With an observation that it is an issue of international reputation and the government has to deal with it expeditiously, the Chief Justice of India-led bench has asked the Centre to speed up the process to take a decision for the enactment of anti-custodial torture law.
"It needs to be dealt with extreme urgency," CJI JS Khehar said and asked Solicitor-General Ranjit Kumar to inform the court about the status in 10 days.
The court granted time after the second senior most law officer informed the court that Attorney General Mukul Rohatgi would leave for Geneva for an international convention on Human Rights early next month.
He said the government is not against the move, but it has sought the Law Commission of India's opinion on the issue.
The court was hearing former law minister Ashwani Kumar's PIL on need for a standalone anti-custodial torture law.
Supporting the PIL, National Human Rights Commission counsel told the court "we wanted a comprehensive legislation on the issue".
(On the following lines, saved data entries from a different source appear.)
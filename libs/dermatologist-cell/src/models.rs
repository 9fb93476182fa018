// libs/dermatologist-cell/src/models.rs
use serde::{Deserialize, Serialize};
use std::fmt;
use uuid::Uuid;

/// A dermatologist available for browsing and booking. Rows are owned by the
/// `dermatologists` table; this cell only ever reads them.
#[derive(Debug, Clone, Serialize, Deserialize)]
pub struct Dermatologist {
    pub id: Uuid,
    pub name: String,
    pub specialty: Option<String>,
    pub email: Option<String>,
    pub phone: Option<String>,
    pub bio: Option<String>,
    /// Free text. May carry a "City, ST" pair or a remote-only marker such
    /// as "Telehealth" or "Online".
    pub location: Option<String>,
    pub available: bool,
}

impl Dermatologist {
    pub fn specialty_label(&self) -> &str {
        self.specialty.as_deref().unwrap_or("Dermatology")
    }
}

/// Which consultation modes a directory search should include.
#[derive(Debug, Clone, Copy, PartialEq, Eq, Serialize, Deserialize, Default)]
#[serde(rename_all = "kebab-case")]
pub enum AvailabilityMode {
    #[default]
    All,
    Telehealth,
    InPerson,
}

#[derive(Debug, Clone, Copy, PartialEq, Eq, Serialize, Deserialize, Default)]
#[serde(rename_all = "snake_case")]
pub enum SortKey {
    #[default]
    Name,
    Location,
}

impl fmt::Display for SortKey {
    fn fmt(&self, f: &mut fmt::Formatter<'_>) -> fmt::Result {
        match self {
            SortKey::Name => write!(f, "name"),
            SortKey::Location => write!(f, "location"),
        }
    }
}

/// Filter state for one directory browsing session. An empty location query
/// places no constraint; defaults match the cleared-filters state.
#[derive(Debug, Clone, Serialize, Deserialize, Default)]
pub struct DirectoryFilters {
    #[serde(default)]
    pub location: String,
    #[serde(default)]
    pub availability: AvailabilityMode,
    #[serde(default)]
    pub sort_by: SortKey,
}

#[derive(Debug, Clone, Serialize, Deserialize, thiserror::Error)]
pub enum DermatologistError {
    #[error("Dermatologist not found")]
    NotFound,

    #[error("Database error: {0}")]
    DatabaseError(String),
}
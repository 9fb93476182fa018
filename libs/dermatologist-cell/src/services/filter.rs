// libs/dermatologist-cell/src/services/filter.rs
//
// Pure filter/sort pipeline over a directory snapshot. No I/O: the snapshot
// comes from the directory service, the filters from the caller, and the
// result is a fresh ordered subset recomputed wholesale on every call.
use std::cmp::Ordering;
use std::sync::OnceLock;

use regex::Regex;

use crate::models::{AvailabilityMode, Dermatologist, DirectoryFilters, SortKey};
use crate::services::us_states::state_name;

fn state_code_pattern() -> &'static Regex {
    static PATTERN: OnceLock<Regex> = OnceLock::new();
    // Comma, optional whitespace, exactly two letters at a word boundary:
    // the trailing ", ST" of a "City, ST" location.
    PATTERN.get_or_init(|| Regex::new(r",\s*([A-Za-z]{2})\b").unwrap())
}

/// Case-insensitive substring match of `query` against a location, extended
/// with the full region name when the location carries a resolvable
/// two-letter state code. A missing location never matches a non-empty
/// query; an unresolvable code falls back to the raw text. Never fails.
pub fn location_matches(location: Option<&str>, query: &str) -> bool {
    if query.is_empty() {
        return true;
    }

    let raw = location.unwrap_or("");
    let mut searchable = raw.to_lowercase();

    if let Some(captures) = state_code_pattern().captures(raw) {
        if let Some(full_name) = state_name(&captures[1]) {
            searchable.push(' ');
            searchable.push_str(&full_name.to_lowercase());
        }
    }

    searchable.contains(&query.to_lowercase())
}

/// Whether an entry offers remote-only consultation, inferred from keywords
/// in its location field. A missing location counts as in-person.
pub fn is_telehealth(location: Option<&str>) -> bool {
    let loc = location.unwrap_or("").to_lowercase();
    loc.contains("telehealth") || loc.contains("online")
}

fn passes_availability(entry: &Dermatologist, mode: AvailabilityMode) -> bool {
    match mode {
        AvailabilityMode::All => true,
        AvailabilityMode::Telehealth => is_telehealth(entry.location.as_deref()),
        AvailabilityMode::InPerson => !is_telehealth(entry.location.as_deref()),
    }
}

fn compare_by_key(a: &Dermatologist, b: &Dermatologist, key: SortKey) -> Ordering {
    match key {
        SortKey::Name => a.name.to_lowercase().cmp(&b.name.to_lowercase()),
        SortKey::Location => {
            let loc_a = a.location.as_deref().unwrap_or("").to_lowercase();
            let loc_b = b.location.as_deref().unwrap_or("").to_lowercase();
            loc_a.cmp(&loc_b)
        }
    }
}

/// Derive the filtered, sorted view of a directory snapshot. The snapshot is
/// never mutated; ties keep their pre-sort relative order so repeated calls
/// over the same inputs are deterministic.
pub fn apply_filters(directory: &[Dermatologist], filters: &DirectoryFilters) -> Vec<Dermatologist> {
    let query = filters.location.trim().to_lowercase();

    let mut filtered: Vec<Dermatologist> = directory
        .iter()
        .filter(|derm| location_matches(derm.location.as_deref(), &query))
        .filter(|derm| passes_availability(derm, filters.availability))
        .cloned()
        .collect();

    // Vec::sort_by is stable.
    filtered.sort_by(|a, b| compare_by_key(a, b, filters.sort_by));

    filtered
}

#[cfg(test)]
mod tests {
    use super::*;
    use uuid::Uuid;

    fn derm(name: &str, location: Option<&str>) -> Dermatologist {
        Dermatologist {
            id: Uuid::new_v4(),
            name: name.to_string(),
            specialty: Some("Dermatology".to_string()),
            email: None,
            phone: None,
            bio: None,
            location: location.map(|l| l.to_string()),
            available: true,
        }
    }

    fn names(view: &[Dermatologist]) -> Vec<&str> {
        view.iter().map(|d| d.name.as_str()).collect()
    }

    #[test]
    fn empty_query_matches_everything() {
        assert!(location_matches(Some("Boston, MA"), ""));
        assert!(location_matches(None, ""));
    }

    #[test]
    fn state_code_expands_to_full_name() {
        assert!(location_matches(Some("Boston, MA"), "massachusetts"));
        assert!(location_matches(Some("Boston, MA"), "boston"));
        assert!(location_matches(Some("Boston, MA"), "ma"));
        assert!(!location_matches(Some("Boston, MA"), "california"));
    }

    #[test]
    fn unresolvable_code_falls_back_to_raw_text() {
        assert!(location_matches(Some("Springfield, ZZ"), "springfield"));
        assert!(!location_matches(Some("Springfield, ZZ"), "massachusetts"));
    }

    #[test]
    fn absent_location_never_matches_nonempty_query() {
        assert!(!location_matches(None, "boston"));
        assert!(!location_matches(None, "telehealth"));
    }

    #[test]
    fn telehealth_detected_by_keyword() {
        assert!(is_telehealth(Some("Telehealth")));
        assert!(is_telehealth(Some("Online consultations only")));
        assert!(!is_telehealth(Some("Boston, MA")));
        assert!(!is_telehealth(None));
    }

    #[test]
    fn empty_filters_return_sorted_permutation() {
        let directory = vec![
            derm("Carla", Some("Denver, CO")),
            derm("amy", Some("Boston, MA")),
            derm("Ben", Some("Telehealth")),
        ];

        let view = apply_filters(&directory, &DirectoryFilters::default());

        assert_eq!(view.len(), directory.len());
        assert_eq!(names(&view), vec!["amy", "Ben", "Carla"]);
    }

    #[test]
    fn availability_modes_partition_the_directory() {
        let directory = vec![
            derm("Amy", Some("Boston, MA")),
            derm("Ben", Some("Telehealth")),
            derm("Carla", Some("Online only")),
            derm("Dana", None),
        ];

        let telehealth = apply_filters(
            &directory,
            &DirectoryFilters {
                availability: AvailabilityMode::Telehealth,
                ..Default::default()
            },
        );
        let in_person = apply_filters(
            &directory,
            &DirectoryFilters {
                availability: AvailabilityMode::InPerson,
                ..Default::default()
            },
        );

        assert_eq!(names(&telehealth), vec!["Ben", "Carla"]);
        assert_eq!(names(&in_person), vec!["Amy", "Dana"]);
        assert_eq!(telehealth.len() + in_person.len(), directory.len());
    }

    #[test]
    fn name_sort_is_case_insensitive_and_stable() {
        let first = derm("alex", Some("Austin, TX"));
        let second = derm("Alex", Some("Boston, MA"));
        let directory = vec![first.clone(), second.clone(), derm("Zoe", None)];

        let view = apply_filters(&directory, &DirectoryFilters::default());

        // Equal names keep their pre-sort relative order.
        assert_eq!(view[0].id, first.id);
        assert_eq!(view[1].id, second.id);
        assert_eq!(view[2].name, "Zoe");
    }

    #[test]
    fn location_sort_treats_missing_location_as_empty() {
        let directory = vec![
            derm("Amy", Some("Boston, MA")),
            derm("Ben", None),
            derm("Carla", Some("Austin, TX")),
        ];

        let view = apply_filters(
            &directory,
            &DirectoryFilters {
                sort_by: SortKey::Location,
                ..Default::default()
            },
        );

        assert_eq!(names(&view), vec!["Ben", "Carla", "Amy"]);
    }

    #[test]
    fn query_is_trimmed_before_matching() {
        let directory = vec![derm("Amy", Some("Boston, MA")), derm("Ben", Some("Telehealth"))];

        let view = apply_filters(
            &directory,
            &DirectoryFilters {
                location: "  boston  ".to_string(),
                ..Default::default()
            },
        );

        assert_eq!(names(&view), vec!["Amy"]);
    }

    #[test]
    fn combined_scenario_state_name_and_telehealth() {
        let directory = vec![derm("Amy", Some("Boston, MA")), derm("Ben", Some("Telehealth"))];

        let by_state = apply_filters(
            &directory,
            &DirectoryFilters {
                location: "Massachusetts".to_string(),
                ..Default::default()
            },
        );
        assert_eq!(names(&by_state), vec!["Amy"]);

        let remote = apply_filters(
            &directory,
            &DirectoryFilters {
                availability: AvailabilityMode::Telehealth,
                ..Default::default()
            },
        );
        assert_eq!(names(&remote), vec!["Ben"]);

        let sorted = apply_filters(&directory, &DirectoryFilters::default());
        assert_eq!(names(&sorted), vec!["Amy", "Ben"]);
    }
}
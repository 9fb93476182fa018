use std::sync::Arc;

use axum::{
    extract::{Extension, State},
    Json,
};
use axum_extra::TypedHeader;
use headers::{authorization::Bearer, Authorization};
use serde_json::{json, Value};

use shared_config::AppConfig;
use shared_models::auth::User;
use shared_models::error::AppError;

use crate::models::{ProfileError, UpdateProfileRequest};
use crate::services::profile::ProfileService;

impl From<ProfileError> for AppError {
    fn from(err: ProfileError) -> Self {
        match err {
            ProfileError::NotFound => AppError::NotFound(err.to_string()),
            ProfileError::ValidationError(msg) => AppError::Validation(msg),
            ProfileError::DatabaseError(msg) => AppError::Database(msg),
        }
    }
}

#[axum::debug_handler]
pub async fn get_my_profile(
    State(state): State<Arc<AppConfig>>,
    Extension(user): Extension<User>,
    TypedHeader(auth): TypedHeader<Authorization<Bearer>>,
) -> Result<Json<Value>, AppError> {
    let profile_service = ProfileService::new(&state);

    let profile = profile_service.ensure_profile(&user, auth.token()).await?;

    Ok(Json(json!(profile)))
}

#[axum::debug_handler]
pub async fn update_my_profile(
    State(state): State<Arc<AppConfig>>,
    Extension(user): Extension<User>,
    TypedHeader(auth): TypedHeader<Authorization<Bearer>>,
    Json(request): Json<UpdateProfileRequest>,
) -> Result<Json<Value>, AppError> {
    let profile_service = ProfileService::new(&state);

    let profile = profile_service
        .update_profile(&user.id, request, auth.token())
        .await?;

    Ok(Json(json!(profile)))
}
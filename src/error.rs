use thiserror::Error;

/// All possible errors in the sorter and its front-ends
#[derive(Error, Debug)]
pub enum TopoError {
    #[error("Cycle detected - topological sort not possible")]
    CycleDetected,

    #[error("Invalid edge list: {0}")]
    Json(#[from] serde_json::Error),

    #[error("IO error: {0}")]
    Io(#[from] std::io::Error),

    #[error("MCP error: {0}")]
    Mcp(String),
}

/// Result type alias
pub type Result<T> = std::result::Result<T, TopoError>;
use std::collections::HashSet;
use std::path::Path;

use serde::Deserialize;
use thiserror::Error;
use validator::Validate;

use crate::models::Listing;

/// Listing fixture bundled into the binary
const EMBEDDED_LISTINGS: &str = include_str!("../../data/listings.json");

/// Errors that can occur while loading the listing store
#[derive(Debug, Error)]
pub enum ListingStoreError {
    #[error("Failed to read listings file: {0}")]
    Io(#[from] std::io::Error),

    #[error("Invalid listings JSON: {0}")]
    Json(#[from] serde_json::Error),

    #[error("Invalid listings TOML: {0}")]
    Toml(#[from] toml::de::Error),

    #[error("Listing {id} failed validation: {source}")]
    Validation {
        id: String,
        #[source]
        source: validator::ValidationErrors,
    },

    #[error("Duplicate listing id: {0}")]
    DuplicateId(String),

    #[error("Unsupported listings file format: {0}")]
    UnsupportedFormat(String),
}

/// TOML files wrap the sequence in a `[[listings]]` array of tables
#[derive(Debug, Deserialize)]
struct ListingFile {
    listings: Vec<Listing>,
}

/// Read-only, ordered set of listings supplied whole at startup
///
/// Nothing writes to the store after construction; handlers share it
/// behind an `Arc`.
#[derive(Debug, Clone)]
pub struct ListingStore {
    listings: Vec<Listing>,
}

impl ListingStore {
    /// Validate and wrap a listing sequence, keeping its order
    pub fn from_listings(listings: Vec<Listing>) -> Result<Self, ListingStoreError> {
        let mut seen = HashSet::with_capacity(listings.len());

        for listing in &listings {
            listing.validate().map_err(|source| ListingStoreError::Validation {
                id: listing.id.clone(),
                source,
            })?;

            if !seen.insert(listing.id.as_str()) {
                return Err(ListingStoreError::DuplicateId(listing.id.clone()));
            }
        }

        Ok(Self { listings })
    }

    /// The bundled fixture
    pub fn embedded() -> Result<Self, ListingStoreError> {
        Self::from_json(EMBEDDED_LISTINGS)
    }

    pub fn from_json(json: &str) -> Result<Self, ListingStoreError> {
        let listings: Vec<Listing> = serde_json::from_str(json)?;
        Self::from_listings(listings)
    }

    pub fn from_toml(source: &str) -> Result<Self, ListingStoreError> {
        let file: ListingFile = toml::from_str(source)?;
        Self::from_listings(file.listings)
    }

    /// Load a `.json` or `.toml` listing file
    pub fn from_path<P: AsRef<Path>>(path: P) -> Result<Self, ListingStoreError> {
        let path = path.as_ref();
        let contents = std::fs::read_to_string(path)?;

        match path.extension().and_then(|ext| ext.to_str()) {
            Some("json") => Self::from_json(&contents),
            Some("toml") => Self::from_toml(&contents),
            other => Err(ListingStoreError::UnsupportedFormat(
                other.unwrap_or("<none>").to_string(),
            )),
        }
    }

    /// Load from `path` when configured, otherwise the bundled fixture
    pub fn load(path: Option<&str>) -> Result<Self, ListingStoreError> {
        match path {
            Some(path) => {
                tracing::info!("Loading listings from {}", path);
                Self::from_path(path)
            }
            None => {
                tracing::info!("Loading bundled listing fixture");
                Self::embedded()
            }
        }
    }

    pub fn all(&self) -> &[Listing] {
        &self.listings
    }

    pub fn get(&self, id: &str) -> Option<&Listing> {
        self.listings.iter().find(|listing| listing.id == id)
    }

    /// The first `count` listings, in store order
    pub fn featured(&self, count: usize) -> &[Listing] {
        &self.listings[..count.min(self.listings.len())]
    }

    pub fn len(&self) -> usize {
        self.listings.len()
    }

    pub fn is_empty(&self) -> bool {
        self.listings.is_empty()
    }
}
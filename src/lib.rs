//! StayVibe - listing browse and search service
//!
//! Serves the marketing pages, the search page and the property pages of
//! the StayVibe rental site, plus a small JSON API over the same data. The
//! listing set is read once at startup and never modified; searches are a
//! stable filter over it, re-run on every request.

pub mod config;
pub mod core;
pub mod errors;
pub mod models;
pub mod routes;
pub mod services;
pub mod templates;

// Re-export commonly used types
pub use self::core::{evaluate, BookingQuote, Predicate, SearchResult};
pub use models::{FilterState, Listing, SearchParams};
pub use services::ListingStore;
use chrono::NaiveDate;
use serde::{Deserialize, Serialize};
use validator::Validate;

use crate::models::search::{decode_pairs, parse_field};

/// Request for a stay price breakdown
///
/// `GET /api/v1/listings/{id}/quote?checkIn=2024-03-01&checkOut=2024-03-04&guests=2`
#[derive(Debug, Clone, Serialize, Deserialize, Validate)]
pub struct QuoteRequest {
    #[serde(alias = "check_in", rename = "checkIn")]
    pub check_in: NaiveDate,
    #[serde(alias = "check_out", rename = "checkOut")]
    pub check_out: NaiveDate,
    #[serde(default = "default_guests")]
    #[validate(range(min = 1))]
    pub guests: u32,
}

fn default_guests() -> u32 {
    1
}

/// Query parameters of the property detail page
///
/// Dates are optional here: the booking sidebar renders without a quote
/// until both are chosen. Parsed the same lenient way as the search page,
/// so blank, malformed or repeated values never fail the request. The last
/// occurrence of a repeated key wins.
#[derive(Debug, Clone, Default, PartialEq, Eq)]
pub struct PropertyPageQuery {
    pub check_in: Option<NaiveDate>,
    pub check_out: Option<NaiveDate>,
    pub guests: Option<u32>,
    pub reserve: Option<String>,
}

impl PropertyPageQuery {
    /// Parse a raw query string (without the leading `?`)
    pub fn from_query(query: &str) -> Self {
        let mut parsed = PropertyPageQuery::default();

        for (key, value) in decode_pairs(query) {
            match key.as_str() {
                "checkIn" | "check_in" => parsed.check_in = parse_field(&key, &value),
                "checkOut" | "check_out" => parsed.check_out = parse_field(&key, &value),
                "guests" => parsed.guests = parse_field(&key, &value),
                "reserve" => parsed.reserve = Some(value),
                _ => {}
            }
        }

        parsed
    }

    pub fn wants_reservation(&self) -> bool {
        matches!(self.reserve.as_deref(), Some("1") | Some("true"))
    }
}

#[cfg(test)]
mod tests {
    use super::*;

    #[test]
    fn test_quote_request_defaults_to_one_guest() {
        let req: QuoteRequest =
            serde_json::from_str(r#"{"checkIn":"2024-03-01","checkOut":"2024-03-04"}"#).unwrap();

        assert_eq!(req.guests, 1);
        assert!(req.validate().is_ok());
    }

    #[test]
    fn test_quote_request_rejects_zero_guests() {
        let req: QuoteRequest = serde_json::from_str(
            r#"{"checkIn":"2024-03-01","checkOut":"2024-03-04","guests":0}"#,
        )
        .unwrap();

        assert!(req.validate().is_err());
    }

    #[test]
    fn test_property_query_tolerates_blank_dates() {
        let query = PropertyPageQuery::from_query("checkIn=&checkOut=2024-03-04&guests=x");

        assert_eq!(query.check_in, None);
        assert_eq!(query.check_out, NaiveDate::from_ymd_opt(2024, 3, 4));
        assert_eq!(query.guests, None);
        assert!(!query.wants_reservation());
    }

    #[test]
    fn test_property_query_repeated_key_last_wins() {
        let query = PropertyPageQuery::from_query("guests=1&guests=2&reserve=1");

        assert_eq!(query.guests, Some(2));
        assert!(query.wants_reservation());
    }
}
use chrono::{NaiveDate, NaiveDateTime, NaiveTime};
use serde::Serialize;

const SECONDS_PER_DAY: i64 = 86_400;

/// Price breakdown for a stay at a listing
///
/// Nothing is reserved or charged; this is the sidebar calculator on the
/// property page.
#[derive(Debug, Clone, Copy, PartialEq, Eq, Serialize)]
pub struct BookingQuote {
    #[serde(rename = "checkIn")]
    pub check_in: NaiveDate,
    #[serde(rename = "checkOut")]
    pub check_out: NaiveDate,
    pub nights: u32,
    #[serde(rename = "nightlyPrice")]
    pub nightly_price: u32,
    pub total: u64,
}

impl BookingQuote {
    /// Quote a stay between two calendar dates
    ///
    /// A check-out on or before check-in yields zero nights and a zero total.
    pub fn new(check_in: NaiveDate, check_out: NaiveDate, nightly_price: u32) -> Self {
        let nights = nights_between(check_in, check_out);

        Self {
            check_in,
            check_out,
            nights,
            nightly_price,
            total: calculate_total(nights, nightly_price),
        }
    }

    pub fn is_bookable(&self) -> bool {
        self.nights > 0
    }
}

/// Whole nights between two dates, zero when check-out is not after check-in
#[inline]
pub fn nights_between(check_in: NaiveDate, check_out: NaiveDate) -> u32 {
    nights_between_datetimes(
        check_in.and_time(NaiveTime::MIN),
        check_out.and_time(NaiveTime::MIN),
    )
}

/// Nights between two instants, rounding a partial day up
#[inline]
pub fn nights_between_datetimes(check_in: NaiveDateTime, check_out: NaiveDateTime) -> u32 {
    let seconds = (check_out - check_in).num_seconds();
    if seconds <= 0 {
        return 0;
    }

    let nights = (seconds + SECONDS_PER_DAY - 1) / SECONDS_PER_DAY;
    u32::try_from(nights).unwrap_or(u32::MAX)
}

#[inline]
pub fn calculate_total(nights: u32, nightly_price: u32) -> u64 {
    u64::from(nights) * u64::from(nightly_price)
}
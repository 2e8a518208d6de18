use crate::templates::page_layout;
use maud::{html, Markup};

pub fn not_found_page(title: &str, message: &str) -> Markup {
    page_layout(
        title,
        html! {
            section class="not-found" {
                h1 { (title) }
                p class="muted" { (message) }
                p { a href="/" { "← Back to home" } }
            }
        },
    )
}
Solicitor General Ranjit Kumar said Parliament had already taken note of the issue and was taking steps in this regard.
Appearing in the court, Ashwani Kumar said it is a matter relating to Article 21 (Right to Life).
He also said the Prevention of Torture Bill, 2010, had failed. The Bill was passed in the Lok Sabha on May 6, 2010, and in the Rajya Sabha, it was referred to a 13-member committee headed by Kumar.
The committee recommended a comprehensive law to prevent custodial torture. But it did not get passed in the Rajya Sabha.